I still see no evidence of damage to animals or humans by  any dose of U .
 
Over-regulation, as in picocurie clean-ups, do. much more harm than good..
 
Howard Long 
 
James Salsman <james at bovik.org> wrote:
Dear Dr. Long:

Thank you for your message. I do not dismiss hormetic arguments,
although I believe there is ample evidence that the individual
variation of response to hormetic dosages precludes their utility
in policy.

Please have a look at this:
http://www.bovik.org/du/devtox-mice.pdf

What would you recommend as an appropriate daily dose of uranium?

Sincerely,
James

> / As a physician with Public Health training, I see no credible 
> evidence of damage from U, except for obvious, extreme exposure as in 
> mining, bombs or careless handling - either from radiation or chemical 
> toxicity.
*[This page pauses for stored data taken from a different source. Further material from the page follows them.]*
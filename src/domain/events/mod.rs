//! Domain events - Turn-start occurrences and shared-chronicle records

use chrono::{DateTime, Utc};
use serde::{Deserialize, Serialize};

use crate::domain::value_objects::{
    DamageInstruction, GainInstruction, HeroId, OccurrenceId, OutcomeLabel, UserId,
};

/// One turn-start occurrence for one hero, as observed by one client.
///
/// Ephemeral: created when the host's turn event fires and discarded once
/// the occurrence resolves. The occurrence id doubles as the idempotency key
/// carried on the wire.
#[derive(Debug, Clone, Copy, PartialEq, Eq)]
pub struct TurnStartEvent {
    pub occurrence: OccurrenceId,
    pub hero_id: HeroId,
    /// The user whose client observed the event firing.
    pub observed_by: UserId,
}

impl TurnStartEvent {
    pub fn new(hero_id: HeroId, observed_by: UserId) -> Self {
        Self {
            occurrence: OccurrenceId::new(),
            hero_id,
            observed_by,
        }
    }
}

/// A baseline-roll announcement surfaced to the chronicle before the outcome
/// table is applied, so every observer sees the roll ahead of its
/// consequences.
#[derive(Debug, Clone, PartialEq, Eq, Serialize, Deserialize)]
pub struct RollAnnouncement {
    pub hero_name: String,
    pub roll: u8,
    pub flavor: String,
}

/// The single immutable artifact emitted per resolved occurrence.
///
/// External collaborators consume the instructions: the gain collaborator
/// applies `gain`, the damage collaborator applies `damage` when present.
#[derive(Debug, Clone, PartialEq, Serialize, Deserialize)]
pub struct EffectCommand {
    pub hero_id: HeroId,
    pub hero_name: String,
    pub label: OutcomeLabel,
    pub narrative: String,
    pub gain: GainInstruction,
    pub damage: Option<DamageInstruction>,
    pub boon_available: bool,
    pub issued_at: DateTime<Utc>,
}

/// An entry in the append-only shared chronicle.
#[derive(Debug, Clone, PartialEq, Serialize, Deserialize)]
#[serde(tag = "type")]
pub enum ChronicleEntry {
    /// A dice roll made visible to the table.
    Roll(RollAnnouncement),
    /// A resolved prayer outcome.
    Effect(EffectCommand),
}
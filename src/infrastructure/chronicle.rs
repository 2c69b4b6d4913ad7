//! In-memory shared chronicle adapter

use std::sync::RwLock;

use crate::application::ports::outbound::ChroniclePort;
use crate::domain::events::ChronicleEntry;

/// An append-only in-memory chronicle with a bounded retained window.
///
/// The session only ever needs the recent tail for display; older entries
/// are dropped oldest-first once the capacity is exceeded.
pub struct InMemoryChronicle {
    entries: RwLock<Vec<ChronicleEntry>>,
    max_entries: usize,
}

impl InMemoryChronicle {
    pub fn new(max_entries: usize) -> Self {
        Self {
            entries: RwLock::new(Vec::new()),
            max_entries: max_entries.max(1),
        }
    }

    /// Snapshot of the retained entries, oldest first.
    pub fn entries(&self) -> Vec<ChronicleEntry> {
        self.entries
            .read()
            .unwrap_or_else(|poisoned| poisoned.into_inner())
            .clone()
    }

    pub fn len(&self) -> usize {
        self.entries
            .read()
            .unwrap_or_else(|poisoned| poisoned.into_inner())
            .len()
    }

    pub fn is_empty(&self) -> bool {
        self.len() == 0
    }
}

impl Default for InMemoryChronicle {
    fn default() -> Self {
        Self::new(200)
    }
}

impl ChroniclePort for InMemoryChronicle {
    fn append(&self, entry: ChronicleEntry) {
        let mut entries = self
            .entries
            .write()
            .unwrap_or_else(|poisoned| poisoned.into_inner());
        entries.push(entry);
        if entries.len() > self.max_entries {
            let excess = entries.len() - self.max_entries;
            entries.drain(0..excess);
        }
    }
}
This is NOT like neurological damage from lead in paint or 
> fuel additive, which was properly regulated./
> 
> /Regulation as proposed by Salsman below IS damaging./
> /HPs see /in production of nuclear power, /the economic disruption and 
> failure to access energy and prosperity resulting from such throttles,/ 
> regulating hormetic doses, .
> 
> Do respond to Salsman's misguided fears!